Mapping environmental attractors of crime

Researchers at the Rutgers’ School of Criminal Justice in the US have developed a technique that uses crime data to identify and map environmental attractors of crime.

May 14, 2014
By Paul Jacques

Researchers at the Rutgers’ School of Criminal Justice in the US have developed a technique that uses crime data to identify and map environmental attractors of crime.

Called Risk Terrain Modelling (RTM), the spatial risk-analysis technique takes crime data for a specific locale along with other data about the physical environment and forecasts where new crime incidents are likely to emerge and cluster.

“Crime hotspots tell you where to go, but not what to do when you get there,” said Leslie Kennedy, university professor of criminal justice and director of the Rutgers’ Centre on Public Security. “As symptoms of risky places, mapping recent crime yields valuable information, but not the complete picture of a problem place. Our system lets police prioritise risky places before crimes emerge and implement risk-mitigation activities. It’s crime forecasting with a focus on places, not people.”

Joel Caplan, assistant professor of criminal justice and associate director of Rutgers’ Centre on Public Security, added: “Police officers identify crime hotspots and deploy resources there to deter illegal activity, only to have it pop up somewhere else or return to the same place once police leave. Hotspots tend to be quite resilient, not because police aren’t effective, but because the environments that make certain places suitable for crimes don’t change much over time. They remain attractive illegal behaviour settings, so illegal behaviour returns.”

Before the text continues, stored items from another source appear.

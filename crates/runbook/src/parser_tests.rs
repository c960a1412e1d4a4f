// SPDX-License-Identifier: BUSL-1.1
// Copyright (c) 2026 Alfred Jean LLC

use super::*;
use mlua::Lua;

fn eval(src: &str) -> LuaValue {
    let lua = Lua::new();
    lua.load(src).eval().expect("script evaluates")
}

#[test]
fn a_well_formed_script_parses_into_named_groups() {
    let value = eval(
        r#"
        return {
            deploy = {
                tasks = {
                    { name = "build", run = "make build" },
                    { name = "test", run = "make test" },
                },
            },
        }
        "#,
    );
    let parsed = parse_script_result(&value).unwrap();
    assert_eq!(parsed.len(), 1);
    let group = &parsed["deploy"];
    assert_eq!(group.tasks.len(), 2);
    assert_eq!(group.tasks[0].name, "build");
    assert_eq!(group.tasks[0].run.as_deref(), Some("make build"));
}

#[test]
fn a_non_table_result_is_rejected() {
    let value = eval("return 42");
    assert_eq!(parse_script_result(&value), Err(ScriptParseError::NotATable));
}

#[test]
fn an_empty_table_result_is_rejected() {
    let value = eval("return {}");
    assert_eq!(parse_script_result(&value), Err(ScriptParseError::Empty));
}

#[test]
fn a_task_without_a_name_is_rejected() {
    let value = eval(
        r#"
        return {
            deploy = { tasks = { { run = "make build" } } },
        }
        "#,
    );
    assert_eq!(
        parse_script_result(&value),
        Err(ScriptParseError::TaskMissingName {
            group: "deploy".to_string()
        })
    );
}

#[test]
fn delegate_to_and_extra_fields_survive_parsing() {
    let value = eval(
        r#"
        return {
            deploy = {
                tasks = {
                    { name = "handoff", delegate_to = "other-agent", priority = 3 },
                },
            },
        }
        "#,
    );
    let parsed = parse_script_result(&value).unwrap();
    let task = &parsed["deploy"].tasks[0];
    assert_eq!(task.delegate_to.as_deref(), Some("other-agent"));
    assert_eq!(task.extra.get("priority"), Some(&serde_json::json!(3)));
}
// SPDX-License-Identifier: BUSL-1.1
// Copyright (c) 2026 Alfred Jean LLC

//! Wraps any [`PlatformProbe`], caching [`PlatformProbe::processes`] for
//! 10 seconds — the one probe call expensive enough to matter under a
//! fleet-wide scrape. Every other method reads its source fresh.

use std::time::{Duration, Instant};

use parking_lot::RwLock;

use fleet_core::{Disk, Memory, NetworkInterface, ProcessInfo};

use super::PlatformProbe;

const PROCESS_CACHE_TTL: Duration = Duration::from_secs(10);

pub struct ProcessCache<P> {
    inner: P,
    cache: RwLock<Option<(Instant, Vec<ProcessInfo>)>>,
}

impl<P: PlatformProbe> ProcessCache<P> {
    pub fn new(inner: P) -> Self {
        Self {
            inner,
            cache: RwLock::new(None),
        }
    }
}

impl<P: PlatformProbe> PlatformProbe for ProcessCache<P> {
    fn cpu_percent(&self) -> f64 {
        self.inner.cpu_percent()
    }

    fn memory_info(&self) -> Memory {
        self.inner.memory_info()
    }

    fn disk_usage(&self, path: &str) -> Disk {
        self.inner.disk_usage(path)
    }

    fn load_average(&self) -> (f64, f64, f64) {
        self.inner.load_average()
    }

    fn process_count(&self) -> u64 {
        self.inner.process_count()
    }

    fn uptime_seconds(&self) -> u64 {
        self.inner.uptime_seconds()
    }

    fn processes(&self) -> Vec<ProcessInfo> {
        if let Some((fetched_at, cached)) = self.cache.read().as_ref() {
            if fetched_at.elapsed() < PROCESS_CACHE_TTL {
                return cached.clone();
            }
        }
        let fresh = self.inner.processes();
        *self.cache.write() = Some((Instant::now(), fresh.clone()));
        fresh
    }

    fn network_interfaces(&self) -> Vec<NetworkInterface> {
        self.inner.network_interfaces()
    }

    fn disk_partitions(&self) -> Vec<Disk> {
        self.inner.disk_partitions()
    }

    fn network_totals(&self) -> (u64, u64) {
        self.inner.network_totals()
    }
}

#[cfg(test)]
mod tests {
    use super::*;
    use std::sync::atomic::{AtomicU32, Ordering};
    use std::sync::Arc;

    struct CountingProbe {
        calls: Arc<AtomicU32>,
    }

    impl PlatformProbe for CountingProbe {
        fn cpu_percent(&self) -> f64 {
            0.0
        }
        fn memory_info(&self) -> Memory {
            Memory::default()
        }
        fn disk_usage(&self, _path: &str) -> Disk {
            Disk {
                device: String::new(),
                mountpoint: String::new(),
                total: 0,
                used: 0,
                free: 0,
            }
        }
        fn load_average(&self) -> (f64, f64, f64) {
            (0.0, 0.0, 0.0)
        }
        fn process_count(&self) -> u64 {
            0
        }
        fn uptime_seconds(&self) -> u64 {
            0
        }
        fn processes(&self) -> Vec<ProcessInfo> {
            self.calls.fetch_add(1, Ordering::SeqCst);
            vec![ProcessInfo::default()]
        }
        fn network_interfaces(&self) -> Vec<NetworkInterface> {
            Vec::new()
        }
        fn disk_partitions(&self) -> Vec<Disk> {
            Vec::new()
        }
        fn network_totals(&self) -> (u64, u64) {
            (0, 0)
        }
    }

    #[test]
    fn repeated_calls_within_ttl_hit_the_cache_once() {
        let calls = Arc::new(AtomicU32::new(0));
        let cache = ProcessCache::new(CountingProbe {
            calls: calls.clone(),
        });
        cache.processes();
        cache.processes();
        cache.processes();
        assert_eq!(calls.load(Ordering::SeqCst), 1);
    }

    #[test]
    fn a_stale_cache_entry_triggers_a_fresh_read() {
        let calls = Arc::new(AtomicU32::new(0));
        let cache = ProcessCache::new(CountingProbe {
            calls: calls.clone(),
        });
        cache.processes();
        *cache.cache.write() = Some((
            Instant::now() - PROCESS_CACHE_TTL - Duration::from_secs(1),
            vec![],
        ));
        cache.processes();
        assert_eq!(calls.load(Ordering::SeqCst), 2);
    }
}
// SPDX-License-Identifier: BUSL-1.1
// Copyright (c) 2026 Alfred Jean LLC

//! Centralized configuration for `fleetd` (C11): defaults, then an
//! optional TOML file, then `FLEETD_`-prefixed environment variables.
//! Every `std::env::var` read in this binary goes through this module,
//! matching the teacher daemon's `Config::load()` + `env.rs` pattern.

use std::path::PathBuf;

use serde::Deserialize;
use thiserror::Error;

const DEFAULT_LISTEN_ADDRESS: &str = "0.0.0.0:9300";
const DEFAULT_LOG_PATH: &str = "fleetd.log";
const DEFAULT_VERSION: &str = env!("CARGO_PKG_VERSION");

#[derive(Debug, Error)]
pub enum ConfigError {
    #[error("failed to read config file {path}: {source}")]
    ReadFile {
        path: PathBuf,
        #[source]
        source: std::io::Error,
    },
    #[error("failed to parse config file {path}: {source}")]
    ParseFile {
        path: PathBuf,
        #[source]
        source: toml::de::Error,
    },
    #[error("agent name is required (FLEETD_NAME or config file's `name`)")]
    MissingName,
    #[error("master address is required (FLEETD_MASTER_ADDRESS or config file's `master_address`)")]
    MissingMasterAddress,
}

#[derive(Debug, Clone, Deserialize, Default)]
struct FileConfig {
    name: Option<String>,
    listen_address: Option<String>,
    report_address: Option<String>,
    master_address: Option<String>,
    log_path: Option<PathBuf>,
    shell: Option<String>,
    update_url_template: Option<String>,
}

#[derive(Debug, Clone)]
pub struct FleetdConfig {
    pub name: String,
    pub listen_address: String,
    pub report_address: String,
    pub master_address: String,
    pub version: String,
    pub log_path: PathBuf,
    /// Login shell spawned by `InteractiveShell`; `None` falls back to
    /// `/bin/sh` at the pty layer.
    pub shell: Option<String>,
    /// `{version}`-templated download URL consulted by `UpdateAgent`.
    /// `None` means self-update has no configured source and fails soft.
    pub update_url_template: Option<String>,
}

impl FleetdConfig {
    pub fn load() -> Result<Self, ConfigError> {
        let mut name = None;
        let mut listen_address = DEFAULT_LISTEN_ADDRESS.to_string();
        let mut report_address = None;
        let mut master_address = None;
        let mut log_path = PathBuf::from(DEFAULT_LOG_PATH);
        let mut shell = None;
        let mut update_url_template = None;

        if let Some(path) = config_file_path() {
            if let Some(file) = read_file_config(&path)? {
                name = file.name.or(name);
                if let Some(addr) = file.listen_address {
                    listen_address = addr;
                }
                report_address = file.report_address.or(report_address);
                master_address = file.master_address.or(master_address);
                if let Some(path) = file.log_path {
                    log_path = path;
                }
                shell = file.shell.or(shell);
                update_url_template = file.update_url_template.or(update_url_template);
            }
        }

        if let Ok(v) = std::env::var("FLEETD_NAME") {
            name = Some(v);
        }
        if let Ok(v) = std::env::var("FLEETD_LISTEN_ADDRESS") {
            listen_address = v;
        }
        if let Ok(v) = std::env::var("FLEETD_REPORT_ADDRESS") {
            report_address = Some(v);
        }
        if let Ok(v) = std::env::var("FLEETD_MASTER_ADDRESS") {
            master_address = Some(v);
        }
        if let Ok(v) = std::env::var("FLEETD_LOG_PATH") {
            log_path = PathBuf::from(v);
        }
        if let Ok(v) = std::env::var("FLEETD_SHELL") {
            shell = Some(v);
        }
        if let Ok(v) = std::env::var("FLEETD_UPDATE_URL_TEMPLATE") {
            update_url_template = Some(v);
        }

        let name = name.ok_or(ConfigError::MissingName)?;
        let master_address = master_address.ok_or(ConfigError::MissingMasterAddress)?;
        let report_address = report_address.unwrap_or_else(|| listen_address.clone());

        Ok(Self {
            name,
            listen_address,
            report_address,
            master_address,
            version: DEFAULT_VERSION.to_string(),
            log_path,
            shell,
            update_url_template,
        })
    }
}

fn read_file_config(path: &PathBuf) -> Result<Option<FileConfig>, ConfigError> {
    let contents = match std::fs::read_to_string(path) {
        Ok(contents) => contents,
        Err(e) if e.kind() == std::io::ErrorKind::NotFound => return Ok(None),
        Err(source) => {
            return Err(ConfigError::ReadFile {
                path: path.clone(),
                source,
            })
        }
    };
    let parsed = toml::from_str(&contents).map_err(|source| ConfigError::ParseFile {
        path: path.clone(),
        source,
    })?;
    Ok(Some(parsed))
}

fn config_file_path() -> Option<PathBuf> {
    if let Ok(path) = std::env::var("FLEETD_CONFIG") {
        return Some(PathBuf::from(path));
    }
    let home = std::env::var("HOME").ok()?;
    Some(PathBuf::from(home).join(".config/fleet/fleetd.toml"))
}

#[cfg(test)]
mod tests {
    use super::*;

    #[test]
    fn read_file_config_treats_a_missing_file_as_absent_not_an_error() {
        let result = read_file_config(&PathBuf::from("/nonexistent/fleetd.toml"));
        assert!(result.unwrap().is_none());
    }

    #[test]
    fn file_config_parses_a_minimal_toml_document() {
        let dir = tempfile::tempdir().unwrap();
        let path = dir.path().join("fleetd.toml");
        std::fs::write(&path, "name = \"a1\"\nmaster_address = \"10.0.0.1:9100\"\n").unwrap();
        let parsed = read_file_config(&path).unwrap().unwrap();
        assert_eq!(parsed.name.as_deref(), Some("a1"));
        assert_eq!(parsed.master_address.as_deref(), Some("10.0.0.1:9100"));
    }
}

RTM ‘paints a picture’ of physical features within municipalities that are attractive for certain types of illegal behavior and in doing so, allows police to assign probabilities of crime occurring at certain places where many risk factors coexist, such as the stereotypical dead-end remote alleyway with poor lighting, and strategically allocate resources.

“Some areas are less clichéd or obvious, but just as risky and likely to experience lots of crimes,” said Professor Caplan.

He explained that RTM examines the features of places that contribute to crime concentration. A RTM diagnostics utility software app has also been developed that automates the steps of RTM. The RTMDx™ utility standardises the process to make it more accessible to public safety professionals.

It is being offered free to law enforcement agencies in the US.